- **Problem requirements**
Please copy every line of the records below that holds the word "accumulator".

::: Record excerpts :::

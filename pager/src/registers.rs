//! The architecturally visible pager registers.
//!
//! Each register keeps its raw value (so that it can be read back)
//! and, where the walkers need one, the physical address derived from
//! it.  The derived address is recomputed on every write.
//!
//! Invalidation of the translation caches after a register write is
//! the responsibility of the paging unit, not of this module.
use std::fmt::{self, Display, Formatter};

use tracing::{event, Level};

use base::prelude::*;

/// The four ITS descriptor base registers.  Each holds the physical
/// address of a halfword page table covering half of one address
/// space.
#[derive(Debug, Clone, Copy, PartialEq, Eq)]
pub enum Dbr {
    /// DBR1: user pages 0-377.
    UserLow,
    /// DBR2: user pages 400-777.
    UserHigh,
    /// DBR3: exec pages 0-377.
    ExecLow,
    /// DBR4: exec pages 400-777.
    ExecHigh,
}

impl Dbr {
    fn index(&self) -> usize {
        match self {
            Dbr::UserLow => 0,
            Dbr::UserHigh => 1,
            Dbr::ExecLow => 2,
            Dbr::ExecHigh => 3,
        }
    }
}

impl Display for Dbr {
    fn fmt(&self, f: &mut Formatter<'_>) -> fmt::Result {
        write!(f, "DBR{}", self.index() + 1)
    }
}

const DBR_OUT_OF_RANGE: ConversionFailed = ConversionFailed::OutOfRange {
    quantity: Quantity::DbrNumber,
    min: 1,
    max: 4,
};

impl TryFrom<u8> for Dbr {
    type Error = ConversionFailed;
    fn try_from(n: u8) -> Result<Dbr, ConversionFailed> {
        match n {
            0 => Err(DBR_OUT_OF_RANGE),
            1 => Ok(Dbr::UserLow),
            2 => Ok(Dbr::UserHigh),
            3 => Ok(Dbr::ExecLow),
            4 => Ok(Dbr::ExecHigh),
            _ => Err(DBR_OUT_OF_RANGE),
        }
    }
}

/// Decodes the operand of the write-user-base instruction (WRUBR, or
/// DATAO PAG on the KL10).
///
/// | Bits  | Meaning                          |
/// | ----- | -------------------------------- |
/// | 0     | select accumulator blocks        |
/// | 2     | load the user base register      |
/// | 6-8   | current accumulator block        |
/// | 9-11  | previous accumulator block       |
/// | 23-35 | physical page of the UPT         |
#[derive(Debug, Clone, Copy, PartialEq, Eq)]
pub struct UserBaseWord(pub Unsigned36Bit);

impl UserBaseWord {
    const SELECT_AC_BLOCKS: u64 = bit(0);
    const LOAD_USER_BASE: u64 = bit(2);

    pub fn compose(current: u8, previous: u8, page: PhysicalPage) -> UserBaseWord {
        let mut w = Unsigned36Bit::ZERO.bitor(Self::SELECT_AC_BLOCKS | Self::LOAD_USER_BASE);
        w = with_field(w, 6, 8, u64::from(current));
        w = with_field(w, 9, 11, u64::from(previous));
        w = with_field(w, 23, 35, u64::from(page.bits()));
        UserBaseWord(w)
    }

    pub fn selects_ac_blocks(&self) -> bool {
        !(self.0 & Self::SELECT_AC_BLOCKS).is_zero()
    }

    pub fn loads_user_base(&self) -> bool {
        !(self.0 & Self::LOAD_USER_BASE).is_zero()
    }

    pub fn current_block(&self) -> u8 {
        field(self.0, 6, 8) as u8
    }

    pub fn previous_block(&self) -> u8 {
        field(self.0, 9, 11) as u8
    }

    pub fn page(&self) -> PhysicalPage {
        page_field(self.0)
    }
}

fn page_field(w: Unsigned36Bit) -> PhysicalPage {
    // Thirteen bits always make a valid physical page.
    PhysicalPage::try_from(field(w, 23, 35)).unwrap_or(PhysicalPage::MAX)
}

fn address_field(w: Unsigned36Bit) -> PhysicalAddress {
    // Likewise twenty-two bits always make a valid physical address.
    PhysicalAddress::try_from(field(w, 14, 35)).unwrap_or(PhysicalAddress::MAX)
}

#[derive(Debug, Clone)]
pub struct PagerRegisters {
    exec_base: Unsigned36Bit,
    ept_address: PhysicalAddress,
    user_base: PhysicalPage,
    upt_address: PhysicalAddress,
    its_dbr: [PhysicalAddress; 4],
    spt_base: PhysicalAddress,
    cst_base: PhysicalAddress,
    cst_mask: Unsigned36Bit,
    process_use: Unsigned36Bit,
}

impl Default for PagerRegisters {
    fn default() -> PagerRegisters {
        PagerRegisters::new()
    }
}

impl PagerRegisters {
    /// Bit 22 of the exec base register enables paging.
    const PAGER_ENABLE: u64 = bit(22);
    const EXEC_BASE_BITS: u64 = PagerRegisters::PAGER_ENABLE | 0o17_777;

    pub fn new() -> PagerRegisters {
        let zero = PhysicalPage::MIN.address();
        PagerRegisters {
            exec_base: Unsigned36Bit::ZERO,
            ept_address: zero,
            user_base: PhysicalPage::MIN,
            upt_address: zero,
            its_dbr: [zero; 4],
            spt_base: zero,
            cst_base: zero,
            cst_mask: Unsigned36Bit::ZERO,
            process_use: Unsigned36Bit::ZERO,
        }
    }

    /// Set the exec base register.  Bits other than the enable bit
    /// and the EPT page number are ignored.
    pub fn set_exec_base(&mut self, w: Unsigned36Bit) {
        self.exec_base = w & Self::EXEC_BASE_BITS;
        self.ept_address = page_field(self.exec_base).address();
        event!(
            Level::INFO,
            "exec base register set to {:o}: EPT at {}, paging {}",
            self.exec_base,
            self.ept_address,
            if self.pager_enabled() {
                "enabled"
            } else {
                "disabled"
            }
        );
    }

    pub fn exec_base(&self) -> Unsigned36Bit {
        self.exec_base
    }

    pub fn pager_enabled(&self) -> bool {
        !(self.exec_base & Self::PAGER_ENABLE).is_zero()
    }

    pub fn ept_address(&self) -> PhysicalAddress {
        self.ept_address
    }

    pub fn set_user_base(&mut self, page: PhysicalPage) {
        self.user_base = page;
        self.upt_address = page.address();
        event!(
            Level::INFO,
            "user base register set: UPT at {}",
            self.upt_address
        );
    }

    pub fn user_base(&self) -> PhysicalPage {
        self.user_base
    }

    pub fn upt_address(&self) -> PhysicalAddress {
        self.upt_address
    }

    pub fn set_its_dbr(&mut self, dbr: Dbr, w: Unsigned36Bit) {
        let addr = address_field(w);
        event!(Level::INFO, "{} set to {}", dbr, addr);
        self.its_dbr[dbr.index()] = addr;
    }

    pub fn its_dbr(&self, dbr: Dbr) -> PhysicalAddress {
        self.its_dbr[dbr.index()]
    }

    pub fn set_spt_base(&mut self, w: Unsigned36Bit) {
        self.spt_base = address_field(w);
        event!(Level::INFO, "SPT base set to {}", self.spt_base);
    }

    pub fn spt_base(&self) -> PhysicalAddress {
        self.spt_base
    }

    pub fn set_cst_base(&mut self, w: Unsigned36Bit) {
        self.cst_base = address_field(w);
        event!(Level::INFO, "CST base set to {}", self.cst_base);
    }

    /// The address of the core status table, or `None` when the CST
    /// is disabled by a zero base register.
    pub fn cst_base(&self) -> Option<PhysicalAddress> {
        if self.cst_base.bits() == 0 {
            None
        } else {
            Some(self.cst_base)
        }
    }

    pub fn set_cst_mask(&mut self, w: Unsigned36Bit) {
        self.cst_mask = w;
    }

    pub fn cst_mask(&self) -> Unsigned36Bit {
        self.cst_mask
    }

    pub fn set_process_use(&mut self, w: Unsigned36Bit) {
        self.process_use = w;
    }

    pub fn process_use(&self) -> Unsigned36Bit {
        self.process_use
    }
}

:::
::: Record excerpts :::

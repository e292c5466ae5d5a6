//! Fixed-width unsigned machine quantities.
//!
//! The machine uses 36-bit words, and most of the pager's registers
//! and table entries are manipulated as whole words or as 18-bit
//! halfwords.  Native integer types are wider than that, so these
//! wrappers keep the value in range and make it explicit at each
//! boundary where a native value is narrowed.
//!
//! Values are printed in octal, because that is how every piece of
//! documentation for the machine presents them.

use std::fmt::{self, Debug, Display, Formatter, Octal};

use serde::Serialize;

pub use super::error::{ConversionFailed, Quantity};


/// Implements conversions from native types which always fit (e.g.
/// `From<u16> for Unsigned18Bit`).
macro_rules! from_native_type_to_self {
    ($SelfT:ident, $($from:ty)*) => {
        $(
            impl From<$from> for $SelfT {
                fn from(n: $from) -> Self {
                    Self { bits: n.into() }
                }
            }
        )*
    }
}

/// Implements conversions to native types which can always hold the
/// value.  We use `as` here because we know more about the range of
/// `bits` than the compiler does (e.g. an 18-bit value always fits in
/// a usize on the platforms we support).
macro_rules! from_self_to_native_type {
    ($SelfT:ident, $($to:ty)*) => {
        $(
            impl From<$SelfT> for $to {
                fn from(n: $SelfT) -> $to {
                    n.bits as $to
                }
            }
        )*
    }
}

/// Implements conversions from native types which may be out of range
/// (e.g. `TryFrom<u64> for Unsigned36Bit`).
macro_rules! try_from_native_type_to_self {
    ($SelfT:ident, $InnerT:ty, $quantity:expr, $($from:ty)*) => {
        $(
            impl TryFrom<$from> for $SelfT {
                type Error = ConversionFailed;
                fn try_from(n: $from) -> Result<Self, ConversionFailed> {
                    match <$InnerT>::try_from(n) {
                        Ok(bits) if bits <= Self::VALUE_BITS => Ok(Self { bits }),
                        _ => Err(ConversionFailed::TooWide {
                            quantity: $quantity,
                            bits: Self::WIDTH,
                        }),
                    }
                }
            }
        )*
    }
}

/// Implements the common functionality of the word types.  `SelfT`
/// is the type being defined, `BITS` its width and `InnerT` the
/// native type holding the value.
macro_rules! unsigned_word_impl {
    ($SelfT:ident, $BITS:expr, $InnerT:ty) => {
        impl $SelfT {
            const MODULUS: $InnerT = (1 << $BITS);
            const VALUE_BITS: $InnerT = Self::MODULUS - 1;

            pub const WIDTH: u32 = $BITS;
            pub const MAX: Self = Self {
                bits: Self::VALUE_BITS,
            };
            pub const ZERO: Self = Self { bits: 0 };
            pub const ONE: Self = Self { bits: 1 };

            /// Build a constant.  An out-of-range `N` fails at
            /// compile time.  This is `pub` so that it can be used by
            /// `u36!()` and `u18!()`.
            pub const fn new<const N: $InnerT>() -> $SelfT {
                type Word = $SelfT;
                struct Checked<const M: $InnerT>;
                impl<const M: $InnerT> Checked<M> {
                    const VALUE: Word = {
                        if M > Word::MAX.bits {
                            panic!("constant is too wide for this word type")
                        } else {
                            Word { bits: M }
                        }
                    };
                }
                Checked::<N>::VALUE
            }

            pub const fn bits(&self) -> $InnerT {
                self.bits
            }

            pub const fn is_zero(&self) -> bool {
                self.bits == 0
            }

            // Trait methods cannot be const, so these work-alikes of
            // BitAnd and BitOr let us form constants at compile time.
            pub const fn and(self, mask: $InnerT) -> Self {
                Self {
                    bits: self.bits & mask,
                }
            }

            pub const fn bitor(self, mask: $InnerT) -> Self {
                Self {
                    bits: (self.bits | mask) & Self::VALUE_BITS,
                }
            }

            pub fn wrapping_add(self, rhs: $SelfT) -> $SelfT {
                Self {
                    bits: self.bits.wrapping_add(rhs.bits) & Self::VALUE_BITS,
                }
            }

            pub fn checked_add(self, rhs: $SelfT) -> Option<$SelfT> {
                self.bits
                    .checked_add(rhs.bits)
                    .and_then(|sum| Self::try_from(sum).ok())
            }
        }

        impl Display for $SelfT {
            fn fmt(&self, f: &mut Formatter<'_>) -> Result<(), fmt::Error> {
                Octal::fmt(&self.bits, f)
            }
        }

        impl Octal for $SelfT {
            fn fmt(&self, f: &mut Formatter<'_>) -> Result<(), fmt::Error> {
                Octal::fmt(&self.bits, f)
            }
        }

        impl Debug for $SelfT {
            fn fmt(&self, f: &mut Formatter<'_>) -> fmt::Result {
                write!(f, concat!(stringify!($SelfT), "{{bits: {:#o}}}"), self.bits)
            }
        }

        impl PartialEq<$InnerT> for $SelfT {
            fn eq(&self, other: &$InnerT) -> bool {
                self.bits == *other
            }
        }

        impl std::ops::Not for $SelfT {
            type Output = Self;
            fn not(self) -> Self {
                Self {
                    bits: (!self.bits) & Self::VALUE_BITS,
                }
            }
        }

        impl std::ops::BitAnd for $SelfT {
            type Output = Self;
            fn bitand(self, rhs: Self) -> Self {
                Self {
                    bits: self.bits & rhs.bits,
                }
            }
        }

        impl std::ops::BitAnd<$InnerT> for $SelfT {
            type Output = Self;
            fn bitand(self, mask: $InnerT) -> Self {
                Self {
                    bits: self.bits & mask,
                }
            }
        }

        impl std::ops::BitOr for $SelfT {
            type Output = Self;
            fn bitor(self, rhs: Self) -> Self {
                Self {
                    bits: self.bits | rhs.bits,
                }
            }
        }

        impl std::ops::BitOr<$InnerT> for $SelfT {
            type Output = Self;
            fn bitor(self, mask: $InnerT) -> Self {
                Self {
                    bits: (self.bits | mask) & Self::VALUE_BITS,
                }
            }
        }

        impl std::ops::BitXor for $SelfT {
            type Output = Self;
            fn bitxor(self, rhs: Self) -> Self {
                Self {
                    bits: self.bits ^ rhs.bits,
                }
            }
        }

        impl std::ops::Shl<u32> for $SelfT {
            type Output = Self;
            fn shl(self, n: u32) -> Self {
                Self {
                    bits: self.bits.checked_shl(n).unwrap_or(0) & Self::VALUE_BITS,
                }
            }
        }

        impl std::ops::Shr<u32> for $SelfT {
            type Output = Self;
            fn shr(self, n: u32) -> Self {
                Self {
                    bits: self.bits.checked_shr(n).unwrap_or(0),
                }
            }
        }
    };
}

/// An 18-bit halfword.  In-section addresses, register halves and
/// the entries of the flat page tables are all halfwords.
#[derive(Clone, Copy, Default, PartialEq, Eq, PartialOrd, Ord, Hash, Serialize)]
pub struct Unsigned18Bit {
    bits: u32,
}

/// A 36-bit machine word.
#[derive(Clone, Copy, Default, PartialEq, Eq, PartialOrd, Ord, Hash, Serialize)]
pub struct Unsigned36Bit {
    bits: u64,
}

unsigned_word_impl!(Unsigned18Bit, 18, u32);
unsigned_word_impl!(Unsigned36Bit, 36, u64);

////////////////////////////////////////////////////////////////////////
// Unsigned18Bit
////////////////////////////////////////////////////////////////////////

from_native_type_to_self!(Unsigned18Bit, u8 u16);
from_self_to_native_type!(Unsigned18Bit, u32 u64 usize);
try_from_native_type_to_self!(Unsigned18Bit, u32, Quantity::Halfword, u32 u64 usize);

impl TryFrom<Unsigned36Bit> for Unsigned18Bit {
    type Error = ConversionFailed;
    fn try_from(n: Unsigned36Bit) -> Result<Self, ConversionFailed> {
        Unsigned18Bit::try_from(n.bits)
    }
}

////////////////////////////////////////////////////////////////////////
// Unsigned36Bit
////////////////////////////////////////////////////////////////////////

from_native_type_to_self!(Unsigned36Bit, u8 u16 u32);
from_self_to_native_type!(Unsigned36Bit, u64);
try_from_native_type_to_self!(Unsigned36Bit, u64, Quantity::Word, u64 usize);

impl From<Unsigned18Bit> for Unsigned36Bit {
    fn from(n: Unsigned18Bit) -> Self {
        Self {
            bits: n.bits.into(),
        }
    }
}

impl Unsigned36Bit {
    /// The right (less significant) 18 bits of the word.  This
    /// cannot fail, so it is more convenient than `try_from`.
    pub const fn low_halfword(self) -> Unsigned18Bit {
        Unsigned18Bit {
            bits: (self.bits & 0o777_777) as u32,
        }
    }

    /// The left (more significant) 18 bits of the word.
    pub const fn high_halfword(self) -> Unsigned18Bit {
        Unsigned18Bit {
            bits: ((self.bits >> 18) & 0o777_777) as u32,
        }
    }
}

:::

- **Exercise output**
/// | 0     | select accumulator blocks        |
/// | 6-8   | current accumulator block        |
/// | 9-11  | previous accumulator block       |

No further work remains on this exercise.